Pendant que ses filles pique-niquent, leur père, le Dr Nam, en maquillage d’époque mais criblé de dettes, décède, laissant au docteur Suncheol en testament pour sa fille aînée, Jeong-hee, qu’elle épouse le peintre Dong-su (Nam Goong-won). La maison risquant d'être saisie reprise en raison de la dette, Suncheol vend secrètement sa maison pour aider Jeong-hee, qu’il aime sans pouvoir le lui dire à cause des dernières volontés du Dr Nam. Jeong-hee cherche un emploi pour assumer la responsabilité des moyens de subsistance de la famille. M. Bang, guéri par le docteur Dr Nam, recommande sans méchanceté à Jeong-hee de devenir une… Madame. Il lui fait même visiter l’endroit luxueux où elle devrait peut-être “servir à boire” à des politiciens ! Sa cadette Myeong-hee (qui rêve d’ouvrir une boutique et tousse en buvant de l’alcool) tombe amoureuse de Dong-su et annonce leur mariage. Jeong-hee leur souhaite du bonheur, malgré les dernières volontés de leur père, mais Myeong-hee révèle à Sun-cheol les projets de sa sœur. Jeong-hee accepte la place de Madame. Un grand drame, bien souligné par la musique, survient lorsque le petit frère voit la cadette embrasser son fiancé dans sa chambre et l'aînée boire un verre de bière. Laquelle cadette a utilisé les papiers de la maison pour garantir l’achat de sa boutique. On ne sait pas ce qui est le plus grave. De plus, la cadette croule sous les dettes et demande à Jeong-hee d’aller en emprunter à M. Bang. Jeong-hee, déboussolée, est sur le point d'accepter la demande en mariage de Bang, mais Sun-cheol lui avoue son amour. Alors Bang abandonne chevaleresquement la partie, tout en lui offrant la maison où elle était Madame. Suprême délicatesse ou marque indélébile ?

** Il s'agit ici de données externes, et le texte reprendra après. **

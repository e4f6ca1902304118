//! `notekeep import` command - turn text files into notes

use std::path::PathBuf;

use notekeep_core::error::Result;
use notekeep_core::store::{read_text_file, title_from_filename, NoteStore};
use notekeep_core::{SaveRequest, SaveResult};

use super::output::print_json;
use crate::cli::{Cli, OutputFormat};

/// Each file becomes a new note titled after its filename.
///
/// Stops at the first unreadable file; notes already imported stay.
pub fn execute(
    cli: &Cli,
    store: &NoteStore,
    files: &[PathBuf],
    folder: Option<&str>,
) -> Result<()> {
    let mut results: Vec<SaveResult> = Vec::with_capacity(files.len());

    for path in files {
        let text = read_text_file(path)?;
        let request = SaveRequest::new("", title_from_filename(path), text)
            .in_folder(folder.unwrap_or_default())
            .manual_title(true);
        let result = store.create_note(request)?;
        tracing::debug!(source = %path.display(), note_id = %result.note_id, "imported");
        results.push(result);
    }

    match cli.format {
        OutputFormat::Json => print_json(&results)?,
        OutputFormat::Human => {
            for result in &results {
                println!("{}", result.note_id);
            }
        }
    }

    Ok(())
}
//! `notekeep storage` commands - inspect or change the configured storage root

use notekeep_core::config::{default_storage_dir, AppConfig};
use notekeep_core::error::Result;

use super::dispatch::resolve_storage_root;
use super::output::print_json;
use crate::cli::{Cli, OutputFormat, StorageCommands};

pub fn execute(cli: &Cli, command: &StorageCommands) -> Result<()> {
    let mut config = AppConfig::load();

    match command {
        StorageCommands::Get => {}
        StorageCommands::Set { dir } => {
            config.set_storage_dir(Some(dir))?;
            config.save()?;
            tracing::debug!(dir = %dir.display(), "storage root set");
        }
        StorageCommands::Reset => {
            config.set_storage_dir(None)?;
            config.save()?;
        }
    }

    let effective = resolve_storage_root(cli);
    let custom = config.custom_storage_dir();

    match cli.format {
        OutputFormat::Json => print_json(&serde_json::json!({
            "effective": effective,
            "custom": custom,
            "default": default_storage_dir(),
            "configSource": AppConfig::source_display(),
        }))?,
        OutputFormat::Human => {
            println!("{}", effective.display());
            if !cli.quiet && custom.is_none() && cli.store.is_none() {
                eprintln!("(default location)");
            }
        }
    }

    Ok(())
}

Film déjà ancien (on parle encore en hwan), qui n’offre guère de vues de l’ancien Séoul, mais quand on parle Sinchon ou Mapo, on se retrouve pratiquement à la campagne. Beau portrait de femme, sans doute, mais que le happy-end transforme en femme vertueuse, alors que tous profite d’elle, avec son accord hésitant, “pour le bien de la famille”. On est tellement loin encore de Maman et le locataire.